De vez em quando somos surpreendidos com a descoberta da pólvora, explosivo que, como se sabe, foi inventado há dois mil anos na China da dinastia Han e depois amplamente usada nas guerras da Europa medieval e renascentista. É invenção muito antiga, portanto. Ainda assim, parece que por cá alguns têm andado distraídos.
Esta estranha invocação histórica vem a propósito de um artigo da jornalista do Expresso, Cátia Mateus, intitulado “Afinal eles querem um emprego para a vida” (Expresso, 23/2/2019). O “eles” a que se refere a articulista é a designada “geração Z”, isto é, aquela geração que nasceu entre o final do século passado e o início deste e que, em termos demográficos, sucedeu à “geração Y” – os nascidos nas décadas de oitenta e noventa do século passado – vulgarmente conhecida por millennials ou “generation me” (conforme a definição sociológica da psicóloga americana Jean Marie Twenge na sua obra Generation Me: Why Today’s Young Americans Are More Confident, Assertive, Entitled – and More Miserable Than Ever Before, New York, Free Press, 2006). A geração que, em termos nacionais, ficou conhecida por denominações mais comezinhas como “nem-nem” (nem estudam, nem trabalham) ou “geração rasca” (expressão usada pelo jornalista Vicente Jorge Silva em 1994 num artigo do jornal Público, que foi justamente convertida em “geração à rasca” como mote das megamanifestações de 12 de março de 2011).
Identificados os sujeitos do artigo, é no “afinal” do título que reside o busílis da questão, já que toda a análise tem por base o espanto com que se olha para uma constatação que nos parece óbvia e a que a própria jornalista alude: “A geração Z chega às empresas e quer vínculos duradouros”. Explica, então, que esta é “Uma geração que cresceu com a crise, que é cautelosa na gestão da sua carreira (…).” e que, segundo um estudo da Associação Americana de Consultores Certificados, quer “segurança, planos de carreira e um escritório físico para trabalhar”. Sublinhando que “os profissionais da geração Z permanecerão na mesma empresa toda a vida, desde que esta garanta um processo atrativo de progressão e formação e um ambiente de trabalho inclusivo.”, Cátia Mateus conclui que “Esta é a geração que pode fazer regressar o culto do emprego para a vida.” Ou seja, esta geração quer, afinal, aquilo que toda a gente quer em qualquer geração, assim hajam empresas a sério e gestores responsáveis, e não meros exploradores de mão de obra barata (os incensados “empresários de sucesso” da cartilha neoliberal): estabilidade de emprego e de vida, condições de trabalho e remuneração decentes e perspetivas de carreira compatíveis com as habilitações e expetativas das pessoas.

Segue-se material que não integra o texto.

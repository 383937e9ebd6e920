// Action definitions and default key bindings

use winit::keyboard::KeyCode;

/// Represents all possible actions
#[derive(Debug, Clone, Copy, PartialEq, Eq, Hash)]
pub enum Action {
    MoveLeft,
    MoveRight,
    /// Hand control to the next character
    SwitchCharacter,
}

impl Action {
    /// True for actions that are held rather than triggered
    pub fn is_directional(&self) -> bool {
        matches!(self, Self::MoveLeft | Self::MoveRight)
    }
}

/// Represents something that can be held down
#[derive(Debug, Clone, Copy, PartialEq, Eq, Hash)]
pub enum InputSource {
    Keyboard(KeyCode),
    /// A finger on the touch screen, by winit touch id
    Touch(u64),
    /// The primary mouse button acting as a single pointer
    Pointer,
}

impl InputSource {
    /// Create a keyboard input source
    pub fn key(code: KeyCode) -> Self {
        Self::Keyboard(code)
    }
}

/// Default keyboard bindings
pub fn default_bindings() -> Vec<(KeyCode, Action)> {
    vec![
        (KeyCode::ArrowLeft, Action::MoveLeft),
        (KeyCode::ArrowRight, Action::MoveRight),
        (KeyCode::Tab, Action::SwitchCharacter),
    ]
}
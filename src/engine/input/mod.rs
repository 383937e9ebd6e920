// Input handling system
//
// Keyboard keys and on-screen touch/mouse controls are folded into one
// `InputSnapshot` per frame, plus a count of "switch character" requests.
//
// ## Architecture
//
// - `action`: Defines actions and default key bindings
// - `touch`: On-screen control layout and hit testing
// - `manager`: Tracks held sources and produces snapshots
//
// ## Usage Example
//
// ```rust
// let mut input = InputManager::new();
//
// // In your event loop
// input.process_keyboard_event(&key_event);
//
// // Once per frame
// let snapshot = input.snapshot();
// for _ in 0..input.take_switch_requests() {
//     roster.switch_active();
// }
// ```

pub mod action;
pub mod manager;
pub mod touch;

// Re-export commonly used types
pub use action::Action;
pub use manager::{InputManager, InputSnapshot};
pub use touch::TouchControls;
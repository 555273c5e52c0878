//! [`CudaRuntime`] backed by libcudart.

use std::borrow::Cow;
use std::ffi::CStr;
use std::os::raw::c_char;

use crate::ffi;
use crate::runtime::{CudaRuntime, CudaStream};
use crate::status::{self, CudaStatus};

/// The CUDA runtime of the current process.
#[derive(Debug, Clone, Copy, Default)]
pub struct Cudart;

impl CudaRuntime for Cudart {
    fn get_last_error(&self) -> CudaStatus {
        CudaStatus::new(unsafe { ffi::cudaGetLastError() })
    }

    fn peek_at_last_error(&self) -> CudaStatus {
        CudaStatus::new(unsafe { ffi::cudaPeekAtLastError() })
    }

    fn error_name(&self, status: CudaStatus) -> Cow<'static, str> {
        unsafe { static_str(ffi::cudaGetErrorName(status.code())) }
    }

    fn error_string(&self, status: CudaStatus) -> Cow<'static, str> {
        unsafe { static_str(ffi::cudaGetErrorString(status.code())) }
    }

    fn stream_synchronize(&self, stream: CudaStream) -> CudaStatus {
        CudaStatus::new(unsafe { ffi::cudaStreamSynchronize(stream.as_raw()) })
    }
}

/// # Safety
///
/// `ptr` must be null or point to a NUL-terminated string that lives for the
/// rest of the process. cudart's error strings are static.
unsafe fn static_str(ptr: *const c_char) -> Cow<'static, str> {
    if ptr.is_null() {
        Cow::Borrowed(status::UNRECOGNIZED)
    } else {
        CStr::from_ptr(ptr).to_string_lossy()
    }
}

O que há aqui de novo? Qual a razão para tanta admiração?
Para surpresa (ou será indignação?) da nossa jornalista, os membros da geração Z contrariam a tendência anterior de “uma geração de profissionais com uma visão de carreira disruptiva (…) formatados [sic] para mudar de emprego a cada dois anos”. E Cátia Mateus transforma aquilo que foram os anos de chumbo do desemprego maciço, da precariedade laboral, dos baixos salários, da proliferação da pobreza, da predação económica, da desregulamentação financeira e do esgotamento dos recursos naturais do consulado transatlântico de Thatcher-Blair-Reagan-Clinton e associados, na definição virtuosa dos millennials como “Profissionais que provaram que o mundo é um espaço de múltiplas oportunidades, dispostos a arriscar, ambiciosos, focados na carreira, adeptos da flexibilidade e sedentos de experiência.” Assim seria para alguns quadros superiores das empresas ou para executivos que se habituaram a saltar de conselho de administração em conselho de administração. Certamente não era essa a realidade da imensa maioria dos trabalhadores. Em que mundo vive esta gente?
Talvez no mesmo mundo de insuportável arrogância e paternalismo de Alexandre Soares dos Santos quando, em entrevista ao Observador (25/2/2019), se saiu com esta pérola: “Os pobres fizeram-se para a gente os transformar em classe média”. Por “a gente”, entenda-se, está o nós majestático da elite dos ricos a quem, pelos vistos, cabe o controle da ascensão social e a tutela das populações. Antes, propugnava-se o ideal dos “pobrezinhos, mas honrados”. Outros tempos!